Moreover, the enriched conceptual graphs manage to reach similar scores as those without the semantic enrichment. This means that they provide at least the same information as the previous ones, so what is being added is not noise. It just so happens that the additional data does not seem to improve extractive summarization via clustering.

5 Conclusions

This document has introduced a graph-based approach to extracting semantic information from text. It proposes a fully automatic graph building process, based on the result generated by a language processing tool such as Freeling. This tool takes a free-form text and generates a dependency parse, from which then the conceptual graph is created. Nodes in the graph represent concepts present or related to the text, and the edges describe their relations.

The graphs can then be clustered, and subgraphs extracted where the most important topics of the text are identified. These topics can then be used to score sentences for generating a short summary.

While we remain interested in using our richer concept graphs for semantic representations of texts, extractive summarization seems not to be the most appropriate application for them. Results are not conclusive, but exploration seems to indicate that there is not much room for improvement. An abstractive approach would probably be a better fit, and this leads to a possible line of future work in natural language generation based on concept graphs.

Another line of future work lies in creativity, an abstract step before this possible language generation.
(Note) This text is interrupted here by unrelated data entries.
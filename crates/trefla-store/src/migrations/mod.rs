//! Database migration runner.
//!
//! Each migration is guarded by the `user_version` pragma so it runs exactly
//! once per database file.

pub mod v001_initial;
pub mod v002_admin;
pub mod v003_card_claims;

use rusqlite::Connection;

use crate::error::{Result, StoreError};

/// Current schema version.  Bump this and add a new migration module whenever
/// the schema changes.
const CURRENT_VERSION: u32 = 3;

type Migration = fn(&Connection) -> std::result::Result<(), rusqlite::Error>;

const MIGRATIONS: [(u32, &str, Migration); 3] = [
    (1, "v001_initial", v001_initial::up),
    (2, "v002_admin", v002_admin::up),
    (3, "v003_card_claims", v003_card_claims::up),
];

/// Run all pending migrations against the open connection.
pub fn run_migrations(conn: &Connection) -> Result<()> {
    let current: u32 = conn.pragma_query_value(None, "user_version", |row| row.get(0))?;

    tracing::info!(
        current_version = current,
        target_version = CURRENT_VERSION,
        "checking database migrations"
    );

    for (version, name, up) in MIGRATIONS {
        if current < version {
            tracing::info!(migration = name, "applying migration");
            up(conn).map_err(|e| StoreError::Migration(format!("{name}: {e}")))?;
            conn.pragma_update(None, "user_version", version)?;
        }
    }

    Ok(())
}

#[cfg(test)]
mod tests {
    use super::*;

    #[test]
    fn migrations_are_idempotent() {
        let conn = Connection::open_in_memory().unwrap();
        run_migrations(&conn).unwrap();
        run_migrations(&conn).unwrap();

        let version: u32 = conn
            .pragma_query_value(None, "user_version", |row| row.get(0))
            .unwrap();
        assert_eq!(version, CURRENT_VERSION);
    }
}
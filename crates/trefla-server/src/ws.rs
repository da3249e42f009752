//! Real-time channel: one WebSocket per connected user.
//!
//! Events queued for the session are forwarded as JSON text frames.  The
//! session id is stored as the user's `socket_id` while the socket is open.

use axum::extract::ws::{Message as WsMessage, WebSocket, WebSocketUpgrade};
use axum::extract::{Path, State};
use axum::response::Response;
use futures::{SinkExt, StreamExt};
use tracing::{debug, warn};

use trefla_shared::types::UserId;
use trefla_store::StoreError;

use crate::api::AppState;
use crate::error::ServerError;

pub async fn ws_handler(
    ws: WebSocketUpgrade,
    State(state): State<AppState>,
    Path(user_id): Path<UserId>,
) -> Result<Response, ServerError> {
    state.engine.with_db(|db| match db.get_user(user_id) {
        Ok(_) => Ok(()),
        Err(StoreError::NotFound) => {
            Err(ServerError::NotFound(format!("User {user_id} not found")))
        }
        Err(e) => Err(e.into()),
    })?;
    Ok(ws.on_upgrade(move |socket| run_session(state, user_id, socket)))
}

async fn run_session(state: AppState, user_id: UserId, socket: WebSocket) {
    let sessions = state.engine.sessions().clone();
    let (session_id, mut events) = sessions.register(user_id).await;
    if let Err(e) = state
        .engine
        .with_db(|db| Ok(db.set_socket_id(user_id, Some(session_id))?))
    {
        warn!(user = %user_id, error = %e, "Could not record socket id");
    }

    let (mut sink, mut stream) = socket.split();
    loop {
        tokio::select! {
            event = events.recv() => {
                let Some(event) = event else { break };
                let text = match serde_json::to_string(&event) {
                    Ok(text) => text,
                    Err(e) => {
                        warn!(user = %user_id, error = %e, "Event not serializable");
                        continue;
                    }
                };
                if sink.send(WsMessage::Text(text)).await.is_err() {
                    break;
                }
            }
            incoming = stream.next() => {
                match incoming {
                    Some(Ok(WsMessage::Close(_))) | Some(Err(_)) | None => break,
                    // clients only listen on this channel
                    Some(Ok(_)) => {}
                }
            }
        }
    }

    sessions.unregister(session_id).await;
    match state
        .engine
        .with_db(|db| Ok(db.clear_socket_id(user_id, session_id)?))
    {
        Ok(cleared) => debug!(user = %user_id, session = %session_id, cleared, "Socket closed"),
        Err(e) => warn!(user = %user_id, error = %e, "Could not clear socket id"),
    }
}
In this line, conceptual graphs can be merged or explored to find new pieces of information not present in the original text. This information can be deduced from the context added to the graph, or may be even created by observing and following patterns in the data.

Alongside further applications of concept graphs for processing, a clear line of work lies in the continuation of the enrichment effort. More semantic links can be found between the different concepts, understanding more complex dependency relations. Some function words that are now dropped as non-semantic, like determiners, can be interpreted to add nuances to the concepts found. Since the underlying dependency parser is able to give us a very complete description of the sentence, there is much information still waiting to be exploited.

In the same line of better linguistic enrichment, even more sophisticated relations can be found. Algorithms for endophora or even exophora resolution can be implemented, adding nodes and links, or merging co-referential nodes. Since the conceptual graph is not tied to the sentence or even the text structure, transformations can be performed to better convey the true meaning of the text. Other pragmatic relations can be found: discourse structure can be added between the different statements, or information structure in the sentence extracted. In this line, maybe clustering over the sub-graph of nominal nodes, as we already do for summaries, can be found to be a novel way of separating the topic and the focus of each sentence.